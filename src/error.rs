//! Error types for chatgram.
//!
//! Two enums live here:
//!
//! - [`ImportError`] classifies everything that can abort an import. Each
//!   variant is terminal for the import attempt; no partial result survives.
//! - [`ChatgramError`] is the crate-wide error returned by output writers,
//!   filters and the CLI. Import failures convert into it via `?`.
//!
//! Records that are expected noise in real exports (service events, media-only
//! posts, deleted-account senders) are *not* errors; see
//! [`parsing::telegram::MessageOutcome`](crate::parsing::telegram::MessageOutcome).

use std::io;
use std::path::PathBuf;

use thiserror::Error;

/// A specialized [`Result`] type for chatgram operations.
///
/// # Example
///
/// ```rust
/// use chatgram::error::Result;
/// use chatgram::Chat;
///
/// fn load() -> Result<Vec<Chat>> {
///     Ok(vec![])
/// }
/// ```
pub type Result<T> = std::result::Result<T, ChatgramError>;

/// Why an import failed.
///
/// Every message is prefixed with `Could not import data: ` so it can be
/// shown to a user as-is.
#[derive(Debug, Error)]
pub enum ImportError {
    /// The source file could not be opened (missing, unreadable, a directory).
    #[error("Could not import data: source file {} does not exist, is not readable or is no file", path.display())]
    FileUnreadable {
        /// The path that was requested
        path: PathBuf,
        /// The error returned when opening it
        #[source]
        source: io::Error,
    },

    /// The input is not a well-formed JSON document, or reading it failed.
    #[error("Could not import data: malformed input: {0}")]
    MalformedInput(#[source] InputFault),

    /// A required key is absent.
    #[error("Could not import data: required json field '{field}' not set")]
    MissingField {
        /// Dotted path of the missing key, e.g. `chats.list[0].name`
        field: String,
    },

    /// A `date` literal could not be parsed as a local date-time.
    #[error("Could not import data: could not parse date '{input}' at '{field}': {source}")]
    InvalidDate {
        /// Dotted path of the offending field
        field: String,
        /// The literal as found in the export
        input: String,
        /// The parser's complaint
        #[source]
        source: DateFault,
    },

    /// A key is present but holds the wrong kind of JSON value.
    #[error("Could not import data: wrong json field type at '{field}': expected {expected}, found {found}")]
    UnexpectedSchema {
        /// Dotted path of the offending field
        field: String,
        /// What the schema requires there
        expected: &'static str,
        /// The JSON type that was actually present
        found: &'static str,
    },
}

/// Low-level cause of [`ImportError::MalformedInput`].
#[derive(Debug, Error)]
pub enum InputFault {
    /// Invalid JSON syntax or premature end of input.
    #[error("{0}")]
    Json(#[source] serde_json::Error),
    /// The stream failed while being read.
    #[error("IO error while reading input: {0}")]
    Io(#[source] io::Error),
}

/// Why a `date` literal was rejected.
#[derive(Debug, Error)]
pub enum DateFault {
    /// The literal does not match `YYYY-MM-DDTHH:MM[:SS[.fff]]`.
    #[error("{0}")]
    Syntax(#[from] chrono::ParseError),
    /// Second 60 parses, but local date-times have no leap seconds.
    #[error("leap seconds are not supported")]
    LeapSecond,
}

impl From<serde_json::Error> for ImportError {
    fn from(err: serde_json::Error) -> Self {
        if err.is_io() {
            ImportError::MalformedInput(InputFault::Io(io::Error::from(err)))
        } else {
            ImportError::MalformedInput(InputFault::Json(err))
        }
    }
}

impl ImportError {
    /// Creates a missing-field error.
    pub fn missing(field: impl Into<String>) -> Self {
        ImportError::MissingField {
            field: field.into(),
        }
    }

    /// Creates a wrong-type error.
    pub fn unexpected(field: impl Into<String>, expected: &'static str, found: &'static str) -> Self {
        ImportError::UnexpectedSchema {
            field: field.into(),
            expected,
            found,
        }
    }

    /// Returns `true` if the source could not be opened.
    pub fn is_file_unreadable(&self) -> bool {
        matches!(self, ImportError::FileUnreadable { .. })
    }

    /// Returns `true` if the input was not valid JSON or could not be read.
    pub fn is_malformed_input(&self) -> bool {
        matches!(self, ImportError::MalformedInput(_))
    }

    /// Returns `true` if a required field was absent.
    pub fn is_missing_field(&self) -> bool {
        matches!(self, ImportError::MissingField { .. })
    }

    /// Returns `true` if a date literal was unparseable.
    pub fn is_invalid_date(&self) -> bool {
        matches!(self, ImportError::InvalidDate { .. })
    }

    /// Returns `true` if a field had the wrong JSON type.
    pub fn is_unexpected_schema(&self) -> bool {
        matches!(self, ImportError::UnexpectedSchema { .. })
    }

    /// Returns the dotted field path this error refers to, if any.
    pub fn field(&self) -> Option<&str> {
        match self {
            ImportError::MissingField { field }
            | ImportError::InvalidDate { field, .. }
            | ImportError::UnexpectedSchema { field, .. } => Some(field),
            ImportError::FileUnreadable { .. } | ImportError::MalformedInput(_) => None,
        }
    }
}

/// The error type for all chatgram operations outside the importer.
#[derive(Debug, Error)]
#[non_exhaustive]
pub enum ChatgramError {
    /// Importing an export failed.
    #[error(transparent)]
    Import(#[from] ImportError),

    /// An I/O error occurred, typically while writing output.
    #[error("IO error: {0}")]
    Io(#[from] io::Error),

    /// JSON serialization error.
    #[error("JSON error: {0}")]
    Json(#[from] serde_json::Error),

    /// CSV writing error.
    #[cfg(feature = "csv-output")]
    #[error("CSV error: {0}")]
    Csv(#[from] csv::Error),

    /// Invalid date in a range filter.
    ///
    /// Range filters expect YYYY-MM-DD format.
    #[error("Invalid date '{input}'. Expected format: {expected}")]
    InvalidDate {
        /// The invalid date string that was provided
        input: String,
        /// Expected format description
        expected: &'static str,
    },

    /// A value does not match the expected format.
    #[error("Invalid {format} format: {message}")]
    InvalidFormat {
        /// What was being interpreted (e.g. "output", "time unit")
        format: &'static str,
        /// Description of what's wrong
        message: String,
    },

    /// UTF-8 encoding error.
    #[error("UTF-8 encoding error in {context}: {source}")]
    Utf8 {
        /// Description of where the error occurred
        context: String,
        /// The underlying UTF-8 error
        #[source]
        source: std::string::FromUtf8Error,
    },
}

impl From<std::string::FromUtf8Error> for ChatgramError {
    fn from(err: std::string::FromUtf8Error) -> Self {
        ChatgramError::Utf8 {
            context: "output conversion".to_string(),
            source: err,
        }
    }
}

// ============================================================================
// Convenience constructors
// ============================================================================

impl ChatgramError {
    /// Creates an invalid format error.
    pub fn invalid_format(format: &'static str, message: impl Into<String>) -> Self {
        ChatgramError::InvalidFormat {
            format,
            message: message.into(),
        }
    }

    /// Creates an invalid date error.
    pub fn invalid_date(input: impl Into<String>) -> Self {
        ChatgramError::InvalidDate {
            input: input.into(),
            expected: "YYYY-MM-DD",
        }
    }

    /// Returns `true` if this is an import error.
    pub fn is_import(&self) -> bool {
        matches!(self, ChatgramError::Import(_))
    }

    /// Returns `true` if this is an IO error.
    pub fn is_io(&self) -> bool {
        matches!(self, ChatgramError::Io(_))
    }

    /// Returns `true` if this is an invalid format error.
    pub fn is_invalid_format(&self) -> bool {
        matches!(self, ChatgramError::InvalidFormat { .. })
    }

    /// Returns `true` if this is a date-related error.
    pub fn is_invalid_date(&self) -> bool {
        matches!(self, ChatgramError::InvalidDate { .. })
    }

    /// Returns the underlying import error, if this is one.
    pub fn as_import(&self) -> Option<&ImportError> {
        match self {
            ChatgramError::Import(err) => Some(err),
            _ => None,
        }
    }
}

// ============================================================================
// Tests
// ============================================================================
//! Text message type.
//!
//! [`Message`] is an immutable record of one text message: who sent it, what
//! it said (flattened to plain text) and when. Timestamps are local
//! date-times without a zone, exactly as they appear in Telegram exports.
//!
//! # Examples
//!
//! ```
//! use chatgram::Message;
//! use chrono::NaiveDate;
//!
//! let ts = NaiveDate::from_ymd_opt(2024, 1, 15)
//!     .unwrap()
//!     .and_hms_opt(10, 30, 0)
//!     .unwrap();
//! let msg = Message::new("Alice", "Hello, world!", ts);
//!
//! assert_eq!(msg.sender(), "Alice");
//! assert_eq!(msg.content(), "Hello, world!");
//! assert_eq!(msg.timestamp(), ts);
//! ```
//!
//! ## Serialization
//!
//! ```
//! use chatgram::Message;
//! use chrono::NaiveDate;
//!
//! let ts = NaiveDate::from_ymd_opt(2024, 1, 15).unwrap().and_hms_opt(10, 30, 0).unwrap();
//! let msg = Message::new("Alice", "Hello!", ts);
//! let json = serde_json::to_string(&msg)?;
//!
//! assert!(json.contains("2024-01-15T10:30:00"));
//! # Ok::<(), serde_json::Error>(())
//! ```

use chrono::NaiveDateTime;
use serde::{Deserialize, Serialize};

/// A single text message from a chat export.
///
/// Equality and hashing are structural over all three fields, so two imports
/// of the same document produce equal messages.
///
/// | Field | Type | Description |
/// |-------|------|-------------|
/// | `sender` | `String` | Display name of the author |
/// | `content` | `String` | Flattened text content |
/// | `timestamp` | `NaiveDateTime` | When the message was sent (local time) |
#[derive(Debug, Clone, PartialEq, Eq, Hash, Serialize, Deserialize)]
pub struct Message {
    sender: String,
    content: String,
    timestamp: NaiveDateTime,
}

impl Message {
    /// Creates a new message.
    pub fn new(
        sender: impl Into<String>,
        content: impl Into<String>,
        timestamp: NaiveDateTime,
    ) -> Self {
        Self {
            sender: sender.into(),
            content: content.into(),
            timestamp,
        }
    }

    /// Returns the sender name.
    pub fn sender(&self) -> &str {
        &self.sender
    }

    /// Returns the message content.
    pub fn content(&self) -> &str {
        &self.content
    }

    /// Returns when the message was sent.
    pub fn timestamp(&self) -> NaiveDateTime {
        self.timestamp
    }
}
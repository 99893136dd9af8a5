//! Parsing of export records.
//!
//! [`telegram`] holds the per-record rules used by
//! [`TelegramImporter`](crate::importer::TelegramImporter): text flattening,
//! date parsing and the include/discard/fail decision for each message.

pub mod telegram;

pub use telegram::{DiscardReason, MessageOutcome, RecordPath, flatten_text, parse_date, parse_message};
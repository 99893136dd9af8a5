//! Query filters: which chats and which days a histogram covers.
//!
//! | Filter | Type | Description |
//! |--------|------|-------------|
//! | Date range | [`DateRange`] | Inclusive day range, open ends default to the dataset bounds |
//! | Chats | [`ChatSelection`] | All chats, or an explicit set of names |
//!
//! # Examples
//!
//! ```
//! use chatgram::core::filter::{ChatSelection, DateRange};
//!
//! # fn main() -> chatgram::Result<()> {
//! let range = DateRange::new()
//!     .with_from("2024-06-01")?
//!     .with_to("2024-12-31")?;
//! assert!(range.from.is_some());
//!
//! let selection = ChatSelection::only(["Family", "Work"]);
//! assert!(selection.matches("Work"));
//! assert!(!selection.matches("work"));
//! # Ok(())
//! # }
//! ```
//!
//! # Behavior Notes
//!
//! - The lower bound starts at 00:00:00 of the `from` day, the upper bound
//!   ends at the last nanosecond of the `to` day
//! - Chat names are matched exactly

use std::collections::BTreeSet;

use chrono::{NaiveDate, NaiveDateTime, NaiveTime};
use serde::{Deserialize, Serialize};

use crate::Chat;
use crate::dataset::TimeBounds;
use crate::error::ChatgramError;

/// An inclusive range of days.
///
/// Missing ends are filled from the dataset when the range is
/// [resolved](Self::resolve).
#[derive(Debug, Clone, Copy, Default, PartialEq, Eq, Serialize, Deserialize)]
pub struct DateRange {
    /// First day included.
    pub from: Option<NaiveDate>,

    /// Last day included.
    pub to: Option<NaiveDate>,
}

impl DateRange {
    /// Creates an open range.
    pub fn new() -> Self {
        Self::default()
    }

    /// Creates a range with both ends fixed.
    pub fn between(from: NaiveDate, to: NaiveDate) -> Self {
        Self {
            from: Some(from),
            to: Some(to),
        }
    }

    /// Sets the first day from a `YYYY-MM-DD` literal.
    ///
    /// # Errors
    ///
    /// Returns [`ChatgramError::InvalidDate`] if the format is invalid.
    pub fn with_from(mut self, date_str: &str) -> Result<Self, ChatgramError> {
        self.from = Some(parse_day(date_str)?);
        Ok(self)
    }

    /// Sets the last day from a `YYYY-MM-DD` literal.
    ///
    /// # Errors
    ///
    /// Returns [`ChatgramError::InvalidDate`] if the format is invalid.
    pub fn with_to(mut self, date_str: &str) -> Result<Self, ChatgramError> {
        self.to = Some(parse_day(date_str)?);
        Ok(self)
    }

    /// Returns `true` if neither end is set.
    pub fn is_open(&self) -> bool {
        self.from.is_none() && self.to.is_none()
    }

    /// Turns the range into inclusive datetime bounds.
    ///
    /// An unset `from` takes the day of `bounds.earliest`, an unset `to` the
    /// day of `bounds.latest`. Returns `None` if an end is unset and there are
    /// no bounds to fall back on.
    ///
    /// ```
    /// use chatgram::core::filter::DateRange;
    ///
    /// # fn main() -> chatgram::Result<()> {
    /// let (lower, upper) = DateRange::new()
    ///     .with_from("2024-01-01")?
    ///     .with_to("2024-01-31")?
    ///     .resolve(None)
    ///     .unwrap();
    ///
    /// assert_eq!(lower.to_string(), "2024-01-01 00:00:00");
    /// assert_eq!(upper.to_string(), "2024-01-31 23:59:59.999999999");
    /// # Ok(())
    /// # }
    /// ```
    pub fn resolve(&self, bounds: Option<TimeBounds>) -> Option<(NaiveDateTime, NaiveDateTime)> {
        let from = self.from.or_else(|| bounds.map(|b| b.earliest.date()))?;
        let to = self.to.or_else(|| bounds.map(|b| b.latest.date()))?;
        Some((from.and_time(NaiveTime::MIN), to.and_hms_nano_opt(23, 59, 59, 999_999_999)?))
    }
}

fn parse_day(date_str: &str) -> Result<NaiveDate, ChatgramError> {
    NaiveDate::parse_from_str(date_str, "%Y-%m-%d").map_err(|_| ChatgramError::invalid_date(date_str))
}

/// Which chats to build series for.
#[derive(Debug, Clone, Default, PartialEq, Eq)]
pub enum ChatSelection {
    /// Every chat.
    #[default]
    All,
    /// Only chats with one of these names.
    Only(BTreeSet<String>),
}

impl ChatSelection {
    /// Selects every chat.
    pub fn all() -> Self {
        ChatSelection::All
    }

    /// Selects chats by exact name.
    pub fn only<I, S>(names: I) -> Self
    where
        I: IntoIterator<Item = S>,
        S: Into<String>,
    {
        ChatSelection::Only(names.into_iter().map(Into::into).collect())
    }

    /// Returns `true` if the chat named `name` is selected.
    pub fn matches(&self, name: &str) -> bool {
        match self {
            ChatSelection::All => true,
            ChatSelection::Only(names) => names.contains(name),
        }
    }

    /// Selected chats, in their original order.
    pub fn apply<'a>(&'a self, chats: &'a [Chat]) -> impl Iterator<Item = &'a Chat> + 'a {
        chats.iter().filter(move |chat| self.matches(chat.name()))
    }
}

-=-=-

### Problem
Count each line of the listing that contains "world" and give the count alone.

### Response
2